━━━━━ INPUT RECORDS
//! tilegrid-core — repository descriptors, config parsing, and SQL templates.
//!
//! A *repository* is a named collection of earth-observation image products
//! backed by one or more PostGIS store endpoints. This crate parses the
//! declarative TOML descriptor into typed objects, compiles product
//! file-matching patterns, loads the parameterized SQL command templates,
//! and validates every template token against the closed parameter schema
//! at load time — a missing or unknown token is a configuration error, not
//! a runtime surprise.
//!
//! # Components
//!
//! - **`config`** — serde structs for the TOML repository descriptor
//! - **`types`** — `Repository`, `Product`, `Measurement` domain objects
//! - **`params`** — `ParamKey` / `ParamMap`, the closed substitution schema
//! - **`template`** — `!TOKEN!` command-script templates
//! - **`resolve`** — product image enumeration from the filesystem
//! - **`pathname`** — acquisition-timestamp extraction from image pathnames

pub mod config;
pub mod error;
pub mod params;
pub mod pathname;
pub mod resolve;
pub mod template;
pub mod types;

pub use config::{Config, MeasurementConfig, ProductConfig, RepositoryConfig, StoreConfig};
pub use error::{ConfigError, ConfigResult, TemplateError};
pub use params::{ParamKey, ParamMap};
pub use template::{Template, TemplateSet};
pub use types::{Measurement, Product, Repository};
━━━━━━━━━━
━━━━━ INPUT RECORDS
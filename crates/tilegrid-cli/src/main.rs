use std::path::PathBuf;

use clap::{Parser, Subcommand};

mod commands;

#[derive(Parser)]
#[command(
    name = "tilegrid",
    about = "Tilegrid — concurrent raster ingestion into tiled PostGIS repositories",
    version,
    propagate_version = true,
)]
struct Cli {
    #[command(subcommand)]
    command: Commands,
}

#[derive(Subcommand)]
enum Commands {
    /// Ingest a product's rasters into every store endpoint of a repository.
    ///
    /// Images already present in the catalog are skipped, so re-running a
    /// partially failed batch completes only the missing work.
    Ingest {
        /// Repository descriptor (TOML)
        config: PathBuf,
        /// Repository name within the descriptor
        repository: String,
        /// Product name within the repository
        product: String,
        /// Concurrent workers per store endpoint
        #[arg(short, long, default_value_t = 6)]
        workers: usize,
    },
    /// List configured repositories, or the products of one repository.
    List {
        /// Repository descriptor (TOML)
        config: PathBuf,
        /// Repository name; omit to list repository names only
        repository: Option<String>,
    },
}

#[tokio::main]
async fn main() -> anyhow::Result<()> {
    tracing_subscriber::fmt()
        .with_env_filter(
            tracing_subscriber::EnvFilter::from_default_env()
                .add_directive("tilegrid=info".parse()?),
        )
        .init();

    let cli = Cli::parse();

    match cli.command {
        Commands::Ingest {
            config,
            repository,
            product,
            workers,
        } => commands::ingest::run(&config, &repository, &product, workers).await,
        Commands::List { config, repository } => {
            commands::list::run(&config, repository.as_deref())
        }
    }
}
━━━━━━━━━━
▸ TASK GOAL: Set down precisely the lines above between the line holding "concurrent raster ingestion" and the line holding "so re-running a", inclusive, and nothing beyond them.

▸ RESPONSE FOR THIS EXERCISE:
    about = "Tilegrid — concurrent raster ingestion into tiled PostGIS repositories",
    version,
    propagate_version = true,
)]
struct Cli {
    #[command(subcommand)]
    command: Commands,
}

#[derive(Subcommand)]
enum Commands {
    /// Ingest a product's rasters into every store endpoint of a repository.
    ///
    /// Images already present in the catalog are skipped, so re-running a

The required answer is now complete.